The Associated Press (AP) published (August 2016) the results of their investigation of flossing benefits when combined with regular tooth brushing. The AP reviewed 25 research studies, compiled over the past 10 years, that focused on the advantages of flossing and brushing compared to brushing alone. Their conclusion: Flossing has little or no effect on removing plaque or encouraging healthy gums.
Their report highlights a 2015 study that states “inconsistent/weak evidence” of the value of flossing and brushing. The AP also noted that both the 2010 and 2015 editions of Dietary Guidelines for Americans (published every five years) by the US Department of Agriculture (USDA), eliminated the prior recommendation for flossing.
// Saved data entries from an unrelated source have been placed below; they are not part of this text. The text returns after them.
//! # BigMap - An Off-Heap Concurrent Hash Map on Memory-Mapped Files
//!
//! BigMap is a concurrent key-value map for byte-array keys and values that
//! keeps its data in memory-mapped page files instead of on the heap. Large
//! working sets stay out of the allocator, and a map reopened on the same
//! directory finds its entries again.
//!
//! ## Features
//!
//! - **Segmented Index**: independent locks partition the hash index
//! - **Slot Reuse**: freed slots are recycled by exact or approximate length
//! - **Idle Timeout**: entries expire after a configurable time without access
//! - **Purge Sweeps**: a background task evicts expired entries eagerly
//! - **Recovery**: live records are re-indexed when a directory is reopened
//!
//! ## Architecture
//!
//! ```text
//! ┌─────────────────────────────────────────────────────────────────────────┐
//! │                               BigMap                                    │
//! │                                                                         │
//! │   hash_key(key) ──> Segment[high bits] ──> bucket[low bits]             │
//! │                                                                         │
//! │  ┌──────────────────────────────────────────────┐   ┌────────────────┐  │
//! │  │                  Segments                    │   │  PurgeSweeper  │  │
//! │  │ ┌────────┐ ┌────────┐ ┌────────┐ ┌────────┐  │<──│ (Tokio task)   │  │
//! │  │ │Seg 0   │ │Seg 1   │ │Seg 2   │ │...N    │  │   └────────────────┘  │
//! │  │ │Mutex   │ │Mutex   │ │Mutex   │ │        │  │                       │
//! │  │ └────────┘ └────────┘ └────────┘ └────────┘  │                       │
//! │  └──────────────────────┬───────────────────────┘                       │
//! │                         ▼                                               │
//! │  ┌──────────────────────────────────────────────┐                       │
//! │  │ EntryAllocator: slot index -> (page, offset) │                       │
//! │  └──────────────────────┬───────────────────────┘                       │
//! │                         ▼                                               │
//! │  ┌──────────────────────────────────────────────┐                       │
//! │  │ MappedPageFactory: page-0.dat, page-1.dat... │                       │
//! │  └──────────────────────────────────────────────┘                       │
//! └─────────────────────────────────────────────────────────────────────────┘
//! ```
//!
//! ## Quick Start
//!
//! ```
//! use bigmap::{BigMap, BigMapConfig};
//! use std::time::Duration;
//!
//! let dir = tempfile::tempdir().unwrap();
//! let config = BigMapConfig::new(dir.path(), "sessions")
//!     .with_page_size(1024 * 1024)
//!     .with_default_ttl(Duration::from_secs(300))
//!     .with_purge_interval(Duration::from_secs(1));
//!
//! let map = BigMap::open(config).unwrap();
//! map.put(b"user:1", b"token").unwrap();
//! assert!(map.contains_key(b"user:1").unwrap());
//! map.close().unwrap();
//! ```
//!
//! ## Module Overview
//!
//! - [`config`]: Map configuration and validation
//! - [`error`]: The crate's error type
//! - [`page`]: Memory-mapped page files and their factory
//! - [`storage`]: Slot allocator, record layout, segments, the map itself
//!   and the purge sweeper
//!
//! ## Design Highlights
//!
//! ### Slot Indexes
//!
//! Every record lives in a slot identified by its virtual byte offset across
//! all pages. The index doubles as the free-list key and the on-disk
//! identity, and translates to `(page, offset)` with one division.
//!
//! ### Lazy + Active Expiry
//!
//! Entries with a TTL are expired in two ways:
//! 1. **Lazy**: When an entry is touched, we check if it's expired
//! 2. **Active**: A background task periodically sweeps every segment
//!
//! This ensures slots are reclaimed even for keys that are never accessed again.

pub mod config;
pub mod error;
pub mod page;
pub mod storage;

// Re-export commonly used types for convenience
pub use config::BigMapConfig;
pub use error::{Error, Result};
pub use page::{MappedPage, MappedPageFactory};
pub use storage::{AllocatorStats, BigMap, EntryAllocator, MapStats, Segment};

/// Version of BigMap
pub const VERSION: &str = env!("CARGO_PKG_VERSION");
Yet, the American Dental Association (ADA) continues its support for flossing, stating that it removes plaque, which helps avoid gum inflammation (gingivitis) and tooth loss. After evaluating 12 studies focused on flossing, Cochrane.org identified “some evidence” supporting the ADA position. However, Cochrane also stated it found “weak, very unreliable evidence” from 10 of the 12 studies that flossing could remove plaque “after one or three months,” along with zero evidence that prove flossing controls tooth decay.
According to the New York Times (August 2, 2016) supports the AP that flossing may be overrated in preventing cavities and creating healthy gums. Both the USDA and Health and Human Services (HHS) admitted not researching the benefits of flossing as a daily regimen before recommending that all Americans should floss.
The ADA Recommendation To Floss Still Stands
However, there are many who continue supporting the ADA and dental community position that flossing and brushing regularly are more effective than brushing alone. For example, the American Academy of Periodontology, agreeing that the preponderance of current evidence wasn’t conclusive, states that there is a good reason for this result. This group maintains that previous studies did not include sufficient participants nor did this research “examine gum health over a significant amount of time.”
This new information affected numerous guilt-ridden Americans who apparently fail to make good on their promises to their trusted dentists to floss daily. It seems they don’t know whether to cheer or support their dentists’ recommendations to floss regularly.
The ADA remains firm, however. Their website still proclaims flossing “is an essential part of taking care of your teeth and gums.” A group spokesperson for the association also said, “We’re confident that disturbing the bacteria in plaque with brushing and flossing is, indeed, beneficial.”
The bottom line
There are gaps in the benefits of flossing. However, dental professionals still recommend daily flossing, along with brushing to avoid the risk of tooth decay and gum disease. The question is who is right?
Until or unless the medical community takes one side or the other, the “jury is still out.” Unless the review studies become incontrovertible, the debate will rage on. Those that support the dental professionals have good reasons, since dentists treat patients every day – and should know. However, researchers, with “no horse in the race,” can be objective in their reports.